▸ **Task description**: The lines to copy are those holding the string "resolver" in the entries below.
--- START ---
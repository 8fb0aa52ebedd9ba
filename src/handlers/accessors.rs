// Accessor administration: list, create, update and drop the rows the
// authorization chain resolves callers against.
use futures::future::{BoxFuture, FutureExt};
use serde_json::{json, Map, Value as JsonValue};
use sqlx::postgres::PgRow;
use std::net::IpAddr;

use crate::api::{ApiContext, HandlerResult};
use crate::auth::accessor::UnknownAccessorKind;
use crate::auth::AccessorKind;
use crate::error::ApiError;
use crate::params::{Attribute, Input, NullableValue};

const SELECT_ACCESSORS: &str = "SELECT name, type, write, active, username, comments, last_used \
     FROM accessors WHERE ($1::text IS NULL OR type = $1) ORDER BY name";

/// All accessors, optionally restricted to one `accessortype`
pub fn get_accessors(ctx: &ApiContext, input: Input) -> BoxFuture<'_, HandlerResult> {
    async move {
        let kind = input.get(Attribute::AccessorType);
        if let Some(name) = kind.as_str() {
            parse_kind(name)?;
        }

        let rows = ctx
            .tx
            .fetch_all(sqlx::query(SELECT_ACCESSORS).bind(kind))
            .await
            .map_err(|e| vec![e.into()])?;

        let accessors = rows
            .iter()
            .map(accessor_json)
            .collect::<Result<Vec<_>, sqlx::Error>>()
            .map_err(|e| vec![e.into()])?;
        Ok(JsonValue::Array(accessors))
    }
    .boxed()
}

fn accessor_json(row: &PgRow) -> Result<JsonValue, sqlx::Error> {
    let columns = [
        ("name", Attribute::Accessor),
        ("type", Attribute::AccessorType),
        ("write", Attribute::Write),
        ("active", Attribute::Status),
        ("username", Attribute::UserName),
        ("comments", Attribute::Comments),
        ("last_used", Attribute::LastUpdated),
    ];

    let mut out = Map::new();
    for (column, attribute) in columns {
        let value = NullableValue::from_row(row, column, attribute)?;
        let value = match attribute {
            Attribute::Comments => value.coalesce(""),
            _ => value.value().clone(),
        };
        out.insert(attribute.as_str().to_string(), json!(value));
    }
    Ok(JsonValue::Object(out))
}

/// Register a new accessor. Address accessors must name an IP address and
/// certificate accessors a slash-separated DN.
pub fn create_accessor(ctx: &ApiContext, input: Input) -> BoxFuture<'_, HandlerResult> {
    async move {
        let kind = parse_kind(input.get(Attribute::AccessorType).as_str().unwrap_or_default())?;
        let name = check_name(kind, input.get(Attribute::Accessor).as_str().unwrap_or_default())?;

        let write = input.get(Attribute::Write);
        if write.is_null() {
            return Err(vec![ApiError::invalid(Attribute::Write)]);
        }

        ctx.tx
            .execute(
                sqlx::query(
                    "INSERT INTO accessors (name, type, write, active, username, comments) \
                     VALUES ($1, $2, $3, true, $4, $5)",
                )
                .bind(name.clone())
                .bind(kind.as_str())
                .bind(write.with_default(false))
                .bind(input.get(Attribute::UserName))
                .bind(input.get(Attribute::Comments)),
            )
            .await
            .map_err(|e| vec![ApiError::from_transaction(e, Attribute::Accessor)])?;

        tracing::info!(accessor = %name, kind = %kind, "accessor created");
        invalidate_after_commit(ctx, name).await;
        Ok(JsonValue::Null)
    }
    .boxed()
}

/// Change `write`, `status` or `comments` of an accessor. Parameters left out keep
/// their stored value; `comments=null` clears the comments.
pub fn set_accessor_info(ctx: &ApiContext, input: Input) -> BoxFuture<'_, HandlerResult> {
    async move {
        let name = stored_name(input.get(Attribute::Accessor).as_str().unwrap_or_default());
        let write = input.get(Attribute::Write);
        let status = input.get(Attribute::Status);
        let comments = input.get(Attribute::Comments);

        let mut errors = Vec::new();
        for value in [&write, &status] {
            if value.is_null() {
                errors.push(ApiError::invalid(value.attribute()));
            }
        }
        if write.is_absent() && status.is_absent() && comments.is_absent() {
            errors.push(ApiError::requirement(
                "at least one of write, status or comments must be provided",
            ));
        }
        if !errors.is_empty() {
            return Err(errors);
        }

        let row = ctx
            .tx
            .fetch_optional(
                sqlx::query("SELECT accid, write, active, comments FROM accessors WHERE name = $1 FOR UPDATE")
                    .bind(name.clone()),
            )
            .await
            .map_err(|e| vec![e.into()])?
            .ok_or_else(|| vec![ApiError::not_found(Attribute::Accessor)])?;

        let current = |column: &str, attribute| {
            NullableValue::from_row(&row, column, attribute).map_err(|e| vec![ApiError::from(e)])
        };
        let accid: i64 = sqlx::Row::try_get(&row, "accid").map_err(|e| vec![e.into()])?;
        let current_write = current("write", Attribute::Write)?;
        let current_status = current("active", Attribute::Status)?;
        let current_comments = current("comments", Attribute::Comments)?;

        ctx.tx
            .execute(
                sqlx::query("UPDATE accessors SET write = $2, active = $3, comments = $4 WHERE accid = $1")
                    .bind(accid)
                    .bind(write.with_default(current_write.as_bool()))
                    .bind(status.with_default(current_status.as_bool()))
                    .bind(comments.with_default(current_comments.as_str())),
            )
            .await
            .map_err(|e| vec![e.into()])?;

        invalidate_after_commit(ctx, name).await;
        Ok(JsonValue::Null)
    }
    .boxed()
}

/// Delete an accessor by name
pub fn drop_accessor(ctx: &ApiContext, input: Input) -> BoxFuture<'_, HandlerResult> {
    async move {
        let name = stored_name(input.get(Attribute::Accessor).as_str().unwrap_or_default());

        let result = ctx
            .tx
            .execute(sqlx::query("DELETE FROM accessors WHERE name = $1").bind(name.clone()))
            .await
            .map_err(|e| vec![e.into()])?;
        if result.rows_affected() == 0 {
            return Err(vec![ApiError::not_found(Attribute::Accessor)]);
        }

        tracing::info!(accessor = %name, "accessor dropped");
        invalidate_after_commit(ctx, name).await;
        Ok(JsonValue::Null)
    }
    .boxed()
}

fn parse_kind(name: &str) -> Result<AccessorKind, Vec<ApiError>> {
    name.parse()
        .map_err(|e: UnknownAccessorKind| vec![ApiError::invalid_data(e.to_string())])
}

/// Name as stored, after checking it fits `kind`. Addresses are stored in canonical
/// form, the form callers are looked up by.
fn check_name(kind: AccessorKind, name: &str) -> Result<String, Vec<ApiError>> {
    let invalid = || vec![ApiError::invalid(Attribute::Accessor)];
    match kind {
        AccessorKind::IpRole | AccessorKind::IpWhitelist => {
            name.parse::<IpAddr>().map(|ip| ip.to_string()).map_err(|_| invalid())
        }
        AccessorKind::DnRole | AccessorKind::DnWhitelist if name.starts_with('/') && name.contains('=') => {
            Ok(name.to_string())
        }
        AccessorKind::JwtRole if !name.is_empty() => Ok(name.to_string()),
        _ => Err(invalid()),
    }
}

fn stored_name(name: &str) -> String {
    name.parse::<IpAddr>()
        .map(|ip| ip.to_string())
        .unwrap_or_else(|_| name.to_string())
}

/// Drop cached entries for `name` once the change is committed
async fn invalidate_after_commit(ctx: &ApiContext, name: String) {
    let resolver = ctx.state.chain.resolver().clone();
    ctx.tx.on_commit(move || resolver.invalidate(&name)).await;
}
--- END ---
▸ **Response to this task**:
    let resolver = ctx.state.chain.resolver().clone();
    ctx.tx.on_commit(move || resolver.invalidate(&name)).await;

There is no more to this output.